Thanks to emergency regulations filed by the New York State Department of Health, any patient who has a prescription for an opioid medication has the ready option of replacing it with one for medical cannabis. The new regulations went into effect on July 12. Prior to that, qualifying conditions for medical marijuana were limited. Although chronic pain was one of them, many other pain disorders were not included.
The new regulations are part of New York’s Compassionate Care Act, which was passed in 2014. This law legalized the production and possession of marijuana for medical uses when prescribed by a certified healthcare practitioner. However, the law limited the number of patients who qualified for such treatment.
The new provision greatly expands New Yorkers’ access to medical cannabis. At the same time, it is hoped that the rule change will help the state in dealing with the ongoing opioid addiction crisis. Physicians may now legally prescribe cannabis for non-chronic pain conditions that are commonly treated with highly addictive medications such as fentanyl and oxycodone.
The battle to expand access to medical marijuana in the Empire State has been an uphill one. Although New York has often been seen as a laboratory for progressive policy, it was the 23rd state to enact any sort of legalization. Current governor Andrew Cuomo has waffled on marijuana policy depending on which way the political winds blow.

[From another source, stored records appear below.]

// SPDX-License-Identifier: BUSL-1.1
// Copyright (c) 2026 Alfred Jean LLC

//! Post-execution failure classification.
//!
//! The executor and any post-hoc correctors use this taxonomy to decide what
//! went wrong: command syntax errors are not retried, conflicts are not
//! connection errors, and only connection errors justify another attempt.

use crate::outcome::ExecOutcome;
use serde::{Deserialize, Serialize};

/// Types of execution failures.
#[derive(Debug, Clone, Copy, PartialEq, Eq, Serialize, Deserialize)]
#[serde(rename_all = "snake_case")]
pub enum FailureKind {
    /// Syntax/parameter issues in the command itself.
    CommandError,
    /// HTTP 409 or an Azure run-command already in progress.
    AzureConflict,
    /// Deadline reached.
    Timeout,
    /// Target unreachable or transport-level failure.
    ConnectionError,
    Unknown,
}

remedy_core::simple_display! {
    FailureKind {
        CommandError => "command_error",
        AzureConflict => "azure_conflict",
        Timeout => "timeout",
        ConnectionError => "connection_error",
        Unknown => "unknown",
    }
}

/// PowerShell-flavoured syntax/parameter error fragments.
const COMMAND_ERROR_PATTERNS: &[&str] = &[
    "parameter cannot be found",
    "a parameter cannot be found",
    "missing an argument for parameter",
    "the specified object was not found",
    "cannot find parameter",
    "is not a property",
    "property cannot be found",
    "cannot bind argument to parameter",
    "invalid argument",
    "syntax error",
    "parse error",
    "unexpected token",
    "is not recognized",
    "cmdlet not found",
];

/// Classify a failed execution outcome.
pub fn detect_failure_type(outcome: &ExecOutcome) -> FailureKind {
    // Connection errors have the highest priority.
    if outcome.connection_error {
        return FailureKind::ConnectionError;
    }

    let error = outcome.error.to_ascii_lowercase();

    let is_conflict = error.contains("conflict")
        || error.contains("execution is in progress")
        || error.contains("run command extension")
        || outcome.exit_code == 409;
    if is_conflict {
        return FailureKind::AzureConflict;
    }

    if error.contains("timed out") || error.contains("timeout") {
        return FailureKind::Timeout;
    }

    if is_command_syntax_error(&outcome.error, outcome.exit_code) {
        return FailureKind::CommandError;
    }

    FailureKind::Unknown
}

/// Determine whether an error message points at a command syntax/parameter
/// issue rather than an environmental one.
pub fn is_command_syntax_error(error: &str, exit_code: i32) -> bool {
    if error.is_empty() {
        return false;
    }
    let lower = error.to_ascii_lowercase();

    if COMMAND_ERROR_PATTERNS.iter().any(|pattern| lower.contains(pattern)) {
        return true;
    }

    // Exit code 1 plus command-shaped vocabulary is usually a usage error.
    exit_code == 1
        && ["parameter", "property", "cmdlet", "syntax", "parse"]
            .iter()
            .any(|keyword| lower.contains(keyword))
}

#[cfg(test)]
#[path = "failure_tests.rs"]
mod tests;
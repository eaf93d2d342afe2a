// SPDX-License-Identifier: BUSL-1.1
// Copyright (c) 2026 Alfred Jean LLC

//! Redaction of secret material from command output and metadata trees.
//!
//! Two surfaces exist: [`redact_secrets`] masks `key=value` shaped secrets in
//! free text before persistence, and [`sanitize_value`] produces a redacted
//! deep copy of structured metadata for every outbound event payload.

use regex::Regex;
use serde_json::Value;
use std::sync::LazyLock;

#[allow(clippy::expect_used)]
static TEXT_PATTERNS: LazyLock<Vec<Regex>> = LazyLock::new(|| {
    vec![
        Regex::new(r"(?i)(password|passwd|pwd)\s*[:=]\s*\S+").expect("constant regex is valid"),
        Regex::new(r"(?i)(api[_-]?key|token)\s*[:=]\s*\S+").expect("constant regex is valid"),
        Regex::new(r"(?i)(secret)\s*[:=]\s*\S+").expect("constant regex is valid"),
    ]
});

/// Keys whose values are always masked, regardless of substring matches.
const SENSITIVE_EXACT: &[&str] = &[
    "password",
    "secret",
    "token",
    "api_key",
    "access_key",
    "secret_key",
    "session_token",
    "private_key",
    "client_secret",
    "ssh_key",
    "key_material",
    "tls_key",
    "encryption_key",
    "key",
    "passphrase",
];

const SENSITIVE_FRAGMENTS: &[&str] = &["password", "secret", "token", "passphrase"];

/// Mask `password=...` / `api_key: ...` style tokens in free text.
pub fn redact_secrets(text: &str) -> String {
    let mut redacted = text.to_string();
    for pattern in TEXT_PATTERNS.iter() {
        redacted = pattern.replace_all(&redacted, "[REDACTED]").into_owned();
    }
    redacted
}

/// True when a metadata key names secret material.
pub fn is_sensitive_key(key: &str) -> bool {
    let lower = key.to_ascii_lowercase();
    if SENSITIVE_EXACT.contains(&lower.as_str()) {
        return true;
    }
    SENSITIVE_FRAGMENTS.iter().any(|fragment| lower.contains(fragment))
}

/// Produce a redacted deep copy: every sensitive key maps to the literal
/// string `***`, recursively through objects and arrays.
pub fn sanitize_value(value: &Value) -> Value {
    match value {
        Value::Object(map) => {
            let mut out = serde_json::Map::with_capacity(map.len());
            for (key, item) in map {
                if is_sensitive_key(key) {
                    out.insert(key.clone(), Value::String("***".to_string()));
                } else {
                    out.insert(key.clone(), sanitize_value(item));
                }
            }
            Value::Object(out)
        }
        Value::Array(items) => Value::Array(items.iter().map(sanitize_value).collect()),
        other => other.clone(),
    }
}

#[cfg(test)]
#[path = "redact_tests.rs"]
mod tests;
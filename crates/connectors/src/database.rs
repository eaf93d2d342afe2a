// SPDX-License-Identifier: BUSL-1.1
// Copyright (c) 2026 Alfred Jean LLC

//! Database connector: runs SQL through the native client binaries.

use crate::config::ConnectionConfig;
use crate::outcome::ExecOutcome;
use crate::subprocess::{binary_available, run_with_timeout, SubprocessError};
use std::time::{Duration, Instant};
use tokio::process::Command;

pub async fn execute(
    command: &str,
    config: &ConnectionConfig,
    timeout: Duration,
) -> ExecOutcome {
    let db_type = config.db_type.as_deref().unwrap_or("postgresql").to_ascii_lowercase();
    let host = config.host.as_deref().unwrap_or("localhost");
    let database = config.database.as_deref().unwrap_or_default();
    let username = config.username.as_deref().unwrap_or_default();

    let query = command.trim();
    if query.is_empty() {
        return ExecOutcome::failure("Database connector requires a SQL statement.", -1);
    }

    let (client, cmd) = match db_type.as_str() {
        "postgresql" | "postgres" => {
            let mut cmd = Command::new("psql");
            cmd.args(["-h", host])
                .args(["-p", &config.port.unwrap_or(5432).to_string()])
                .args(["-U", username])
                .args(["-d", database])
                .args(["-v", "ON_ERROR_STOP=1"])
                .args(["-c", query]);
            if let Some(password) = &config.password {
                cmd.env("PGPASSWORD", password);
            }
            ("psql", cmd)
        }
        "mysql" => {
            let mut cmd = Command::new("mysql");
            cmd.args(["-h", host])
                .args(["-P", &config.port.unwrap_or(3306).to_string()])
                .args(["-u", username])
                .args(["-D", database])
                .args(["-e", query]);
            if let Some(password) = &config.password {
                cmd.env("MYSQL_PWD", password);
            }
            ("mysql", cmd)
        }
        other => {
            return ExecOutcome::failure(format!("Unsupported database type: {other}"), -1);
        }
    };

    if !binary_available(client) {
        tracing::warn!(client, "database client not installed; simulating execution");
        return ExecOutcome::simulated(format!("[simulated {db_type}:{host}] {query}"));
    }

    let started = Instant::now();
    match run_with_timeout(cmd, timeout, client).await {
        Ok(output) => {
            let exit_code = output.status.code().unwrap_or(-1);
            ExecOutcome {
                success: output.status.success(),
                output: String::from_utf8_lossy(&output.stdout).into_owned(),
                error: String::from_utf8_lossy(&output.stderr).into_owned(),
                exit_code,
                duration_ms: started.elapsed().as_millis() as u64,
                ..ExecOutcome::default()
            }
        }
        Err(SubprocessError::Timeout { .. }) => ExecOutcome::connection_failure(format!(
            "Database query timed out after {} seconds",
            timeout.as_secs()
        )),
        Err(error) => ExecOutcome::connection_failure(error.to_string()),
    }
}
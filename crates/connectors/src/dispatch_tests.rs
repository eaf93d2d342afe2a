// SPDX-License-Identifier: BUSL-1.1
// Copyright (c) 2026 Alfred Jean LLC

use super::*;
use remedy_core::metrics::{CONNECTOR_COMMAND_LATENCY_SECONDS, CONNECTOR_COMMAND_TOTAL};

#[yare::parameterized(
    local = { "local", ConnectorKind::Local },
    ssh = { "ssh", ConnectorKind::Ssh },
    winrm = { "winrm", ConnectorKind::WinRm },
    aws_ssm = { "aws_ssm", ConnectorKind::AwsSsm },
    ssm_alias = { "ssm", ConnectorKind::AwsSsm },
    azure = { "azure_bastion", ConnectorKind::AzureBastion },
    gcp = { "gcp_iap", ConnectorKind::GcpIap },
    database = { "database", ConnectorKind::Database },
    api = { "api", ConnectorKind::Api },
    cluster = { "network_cluster", ConnectorKind::NetworkCluster },
    device = { "network_device", ConnectorKind::NetworkDevice },
    mixed_case = { "SSH", ConnectorKind::Ssh },
    empty_defaults_local = { "", ConnectorKind::Local },
)]
fn kind_parsing(input: &str, expected: ConnectorKind) {
    assert_eq!(input.parse::<ConnectorKind>().unwrap(), expected);
}

#[test]
fn unknown_kind_is_rejected() {
    let error = "teleport".parse::<ConnectorKind>().unwrap_err();
    assert_eq!(error, ConnectorError::UnknownType("teleport".to_string()));
}

#[tokio::test]
async fn execute_dispatches_by_config_type() {
    let connectors = Connectors::new();
    let outcome = connectors
        .execute("echo dispatched", &ConnectionConfig::local(), Duration::from_secs(10))
        .await
        .unwrap();
    assert!(outcome.success);
    assert_eq!(outcome.output.trim(), "dispatched");
}

#[tokio::test]
async fn execute_rejects_unknown_type() {
    let connectors = Connectors::new();
    let config = ConnectionConfig {
        connector_type: "carrier_pigeon".to_string(),
        ..ConnectionConfig::default()
    };
    let result = connectors.execute("coo", &config, Duration::from_secs(1)).await;
    assert!(matches!(result, Err(ConnectorError::UnknownType(_))));
}

#[tokio::test]
async fn metrics_record_command_results() {
    let metrics = std::sync::Arc::new(Metrics::new());
    let connectors = Connectors::with_metrics(metrics.clone());

    connectors
        .execute("echo ok", &ConnectionConfig::local(), Duration::from_secs(10))
        .await
        .unwrap();
    connectors
        .execute("false", &ConnectionConfig::local(), Duration::from_secs(10))
        .await
        .unwrap();

    assert_eq!(metrics.counter(CONNECTOR_COMMAND_TOTAL, &["local", "success"]), 1);
    assert_eq!(metrics.counter(CONNECTOR_COMMAND_TOTAL, &["local", "failed"]), 1);
    assert_eq!(metrics.histogram(CONNECTOR_COMMAND_LATENCY_SECONDS, &["local"]).count, 2);
}

#[test]
fn kind_display_names() {
    assert_eq!(ConnectorKind::AwsSsm.to_string(), "aws_ssm");
    assert_eq!(ConnectorKind::NetworkDevice.to_string(), "network_device");
}
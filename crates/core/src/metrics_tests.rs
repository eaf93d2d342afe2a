// SPDX-License-Identifier: BUSL-1.1
// Copyright (c) 2026 Alfred Jean LLC

use super::*;

#[test]
fn counters_increment_per_label_set() {
    let metrics = Metrics::new();
    metrics.record_assignment("published");
    metrics.record_assignment("published");
    metrics.record_assignment("failed");

    assert_eq!(metrics.counter(WORKER_ASSIGNMENTS_TOTAL, &["published"]), 2);
    assert_eq!(metrics.counter(WORKER_ASSIGNMENTS_TOTAL, &["failed"]), 1);
    assert_eq!(metrics.counter(WORKER_ASSIGNMENTS_TOTAL, &["acknowledged"]), 0);
}

#[test]
fn state_transitions_are_labeled_by_pair() {
    let metrics = Metrics::new();
    metrics.record_state_transition("pending", "in_progress");
    metrics.record_state_transition("in_progress", "completed");

    assert_eq!(
        metrics.counter(SESSION_STATE_TRANSITIONS_TOTAL, &["pending", "in_progress"]),
        1
    );
    assert_eq!(
        metrics.counter(SESSION_STATE_TRANSITIONS_TOTAL, &["in_progress", "completed"]),
        1
    );
}

#[test]
fn histograms_accumulate_count_and_sum() {
    let metrics = Metrics::new();
    metrics.observe_step_duration("local", 0.5);
    metrics.observe_step_duration("local", 1.5);
    metrics.observe_step_duration("ssh", 2.0);

    let local = metrics.histogram(EXECUTION_STEP_DURATION_SECONDS, &["local"]);
    assert_eq!(local.count, 2);
    assert!((local.sum - 2.0).abs() < f64::EPSILON);

    let ssh = metrics.histogram(EXECUTION_STEP_DURATION_SECONDS, &["ssh"]);
    assert_eq!(ssh.count, 1);
}

#[test]
fn negative_observations_clamp_to_zero() {
    let metrics = Metrics::new();
    metrics.observe_connector_latency("local", -1.0);
    let value = metrics.histogram(CONNECTOR_COMMAND_LATENCY_SECONDS, &["local"]);
    assert_eq!(value.count, 1);
    assert_eq!(value.sum, 0.0);
}

#[test]
fn empty_retry_reason_maps_to_unknown() {
    let metrics = Metrics::new();
    metrics.record_connector_retry("ssh", "");
    assert_eq!(metrics.counter(CONNECTOR_RETRY_TOTAL, &["ssh", "unknown"]), 1);
}
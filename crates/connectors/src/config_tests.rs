// SPDX-License-Identifier: BUSL-1.1
// Copyright (c) 2026 Alfred Jean LLC

use super::*;
use serde_json::json;

#[test]
fn from_value_reads_known_fields() {
    let value = json!({
        "connector_type": "ssh",
        "host": "web-01",
        "port": 2222,
        "username": "svc",
        "retries": 5,
        "retry_delay_seconds": 0.5,
        "custom_field": "kept",
    });
    let config = ConnectionConfig::from_value(&value).unwrap();

    assert_eq!(config.connector_type, "ssh");
    assert_eq!(config.host.as_deref(), Some("web-01"));
    assert_eq!(config.port, Some(2222));
    assert_eq!(config.retries_or(3), 5);
    assert_eq!(config.retry_delay_or(Duration::from_secs(2)), Duration::from_millis(500));
    assert_eq!(config.extra["custom_field"], "kept");
}

#[test]
fn defaults_apply_when_fields_missing() {
    let config = ConnectionConfig::from_value(&json!({"connector_type": "local"})).unwrap();
    assert_eq!(config.retries_or(3), 3);
    assert_eq!(config.retry_delay_or(Duration::from_secs(2)), Duration::from_secs(2));
    assert_eq!(config.connect_timeout_or(Duration::from_secs(10)), Duration::from_secs(10));
}

#[test]
fn retries_are_floored_at_one() {
    let config = ConnectionConfig { retries: Some(0), ..ConnectionConfig::default() };
    assert_eq!(config.retries_or(3), 1);
}

#[test]
fn local_constructor() {
    let config = ConnectionConfig::local();
    assert_eq!(config.connector_type, "local");
}

#[test]
fn roundtrips_through_json() {
    let config = ConnectionConfig {
        connector_type: "azure_bastion".to_string(),
        resource_id: Some("/subscriptions/s/resourceGroups/rg/providers/Microsoft.Compute/virtualMachines/vm".to_string()),
        tenant_id: Some("t".to_string()),
        ..ConnectionConfig::default()
    };
    let value = serde_json::to_value(&config).unwrap();
    let back = ConnectionConfig::from_value(&value).unwrap();
    assert_eq!(back, config);
}
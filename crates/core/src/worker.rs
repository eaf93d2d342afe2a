// SPDX-License-Identifier: BUSL-1.1
// Copyright (c) 2026 Alfred Jean LLC

//! Worker identity and registry records.

use serde::{Deserialize, Serialize};
use serde_json::Value;
use std::borrow::Borrow;
use std::collections::BTreeSet;
use std::fmt;

/// Unique identifier for a worker instance. Worker ids are minted by the
/// workers themselves, so this is a plain string newtype.
#[derive(Debug, Clone, PartialEq, Eq, Hash, Serialize, Deserialize)]
pub struct WorkerId(pub String);

impl WorkerId {
    /// Create a new WorkerId from any string-like value.
    pub fn new(id: impl Into<String>) -> Self {
        Self(id.into())
    }

    /// Get the string value of this WorkerId.
    pub fn as_str(&self) -> &str {
        &self.0
    }
}

impl fmt::Display for WorkerId {
    fn fmt(&self, f: &mut fmt::Formatter<'_>) -> fmt::Result {
        write!(f, "{}", self.0)
    }
}

impl From<String> for WorkerId {
    fn from(s: String) -> Self {
        Self(s)
    }
}

impl From<&str> for WorkerId {
    fn from(s: &str) -> Self {
        Self(s.to_string())
    }
}

impl Borrow<str> for WorkerId {
    fn borrow(&self) -> &str {
        &self.0
    }
}

/// In-memory record of a registered worker. Advisory only: durable
/// assignment delivery goes through the assign stream.
#[derive(Debug, Clone, PartialEq, Serialize, Deserialize)]
pub struct WorkerState {
    pub worker_id: WorkerId,
    #[serde(default)]
    pub capabilities: BTreeSet<String>,
    #[serde(default, skip_serializing_if = "Option::is_none")]
    pub network_segment: Option<String>,
    #[serde(default, skip_serializing_if = "Option::is_none")]
    pub environment: Option<String>,
    #[serde(default = "default_concurrency")]
    pub max_concurrency: u32,
    #[serde(default)]
    pub current_load: u32,
    /// Epoch ms of the last heartbeat; stale rows are evicted after TTL.
    pub last_heartbeat_ms: u64,
    #[serde(default)]
    pub metadata: Value,
}

fn default_concurrency() -> u32 {
    1
}

impl WorkerState {
    /// Remaining concurrency budget, clamped at zero.
    pub fn available_slots(&self) -> u32 {
        self.max_concurrency.saturating_sub(self.current_load)
    }
}

#[cfg(test)]
#[path = "worker_tests.rs"]
mod tests;
use common::{Bar, Error, Result};

use super::{Ewm, Indicator, IndicatorRow};

/// Stochastic KDJ parameters (the common 9-3-3 with 80/20 bands).
#[derive(Debug, Clone, Copy, PartialEq)]
pub struct KdjConfig {
    /// Lookback of the rolling high/low.
    pub fast_k: usize,
    /// Smoothing of RSV into %K (centre of mass `slow_k - 1`).
    pub slow_k: usize,
    /// Smoothing of %K into %D (centre of mass `slow_d - 1`).
    pub slow_d: usize,
    pub over_buy: f64,
    pub over_sell: f64,
}

impl Default for KdjConfig {
    fn default() -> Self {
        Self {
            fast_k: 9,
            slow_k: 3,
            slow_d: 3,
            over_buy: 80.0,
            over_sell: 20.0,
        }
    }
}

impl KdjConfig {
    pub fn validate(&self) -> Result<()> {
        if self.fast_k == 0 || self.slow_k == 0 || self.slow_d == 0 {
            return Err(Error::Config(format!(
                "KDJ periods must be >= 1, got {}/{}/{}",
                self.fast_k, self.slow_k, self.slow_d
            )));
        }
        if !(0.0..=100.0).contains(&self.over_sell)
            || !(0.0..=100.0).contains(&self.over_buy)
            || self.over_sell >= self.over_buy
        {
            return Err(Error::Config(format!(
                "KDJ thresholds must satisfy 0 <= over_sell < over_buy <= 100, got {}/{}",
                self.over_sell, self.over_buy
            )));
        }
        Ok(())
    }
}

#[derive(Debug, Clone, Copy, PartialEq)]
pub struct KdjRow {
    pub k: f64,
    pub d: f64,
    pub j: f64,
}

impl IndicatorRow for KdjRow {
    const COLUMNS: [&'static str; 3] = ["%k", "%d", "%j"];

    fn values(&self) -> [f64; 3] {
        [self.k, self.d, self.j]
    }
}

/// KDJ cross: %K crossing %D out of an over-sold / over-bought zone.
#[derive(Debug, Clone)]
pub struct Kdj {
    cfg: KdjConfig,
}

impl Kdj {
    pub fn new(cfg: KdjConfig) -> Self {
        Self { cfg }
    }

    pub fn config(&self) -> &KdjConfig {
        &self.cfg
    }

    /// Raw stochastic value per bar.
    ///
    /// Until `fast_k` bars exist the window is everything seen so far
    /// (an expanding high/low). Early readings are biased by this; it is
    /// kept because signal timing depends on it. A flat range gives NaN.
    pub fn rsv(&self, bars: &[Bar]) -> Vec<f64> {
        (0..bars.len())
            .map(|i| {
                let window = &bars[(i + 1).saturating_sub(self.cfg.fast_k)..=i];
                let low = window.iter().map(|b| b.low).fold(f64::INFINITY, f64::min);
                let high = window.iter().map(|b| b.high).fold(f64::NEG_INFINITY, f64::max);
                let range = high - low;
                if range == 0.0 {
                    f64::NAN
                } else {
                    (bars[i].close - low) / range * 100.0
                }
            })
            .collect()
    }
}

impl Indicator for Kdj {
    type Row = KdjRow;

    fn kind(&self) -> &'static str {
        "kdj"
    }

    fn compute(&self, bars: &[Bar]) -> Vec<KdjRow> {
        let rsv = self.rsv(bars);
        let k = Ewm::com(self.cfg.slow_k.saturating_sub(1) as f64).apply(&rsv);
        let d = Ewm::com(self.cfg.slow_d.saturating_sub(1) as f64).apply(&k);

        k.into_iter()
            .zip(d)
            .map(|(k, d)| KdjRow { k, d, j: 3.0 * k - 2.0 * d })
            .collect()
    }

    /// %D was over-sold with %K under it; now %K is rising and above %D.
    fn is_buy(&self, previous: &KdjRow, current: &KdjRow) -> bool {
        previous.d < self.cfg.over_sell
            && previous.d > previous.k
            && current.k > current.d
            && current.k > previous.k
    }

    /// %D was over-bought with %K over it; now %K is falling and below %D.
    fn is_sell(&self, previous: &KdjRow, current: &KdjRow) -> bool {
        previous.d > self.cfg.over_buy
            && previous.d < previous.k
            && current.k < current.d
            && current.k < previous.k
    }
}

At the same time, New York City mayor Bill DeBlasio has taken token steps to reduce the penalties for pot possession. However, while the number of arrests have fallen slightly, the number of $100 citations issued for “low level possession” has gone up by 60%. This is true despite the fact that a sizable body of research demonstrates that cannabis is in fact an “exit drug,” particularly when it comes to opioid addiction.
At least three recent peer-reviewed clinical studies indicate that patients who use cannabis for medical purposes are able to significantly reduce, or even eliminate the use of opioid-based analgesics. Despite this, regressive elements in state legislatures across the nation as well as Washington D.C. stubbornly cling to clearly outdated attitudes and persist in their attempts to reverse legalization in jurisdictions where voters have approved such measures. At the same time, Big Pharma, threatened by competition from alternative treatments, continues to put lobbyist pressure on its bought-and-paid-for handmaidens in state capitols and the U.S. Congress.
Whether these regressive and corporatist forces can continue to hold back the tide or even reverse it remains to be seen, but the fact is the cannabis genie is out of the bottle, and in the long term it will be virtually impossible to put it back in.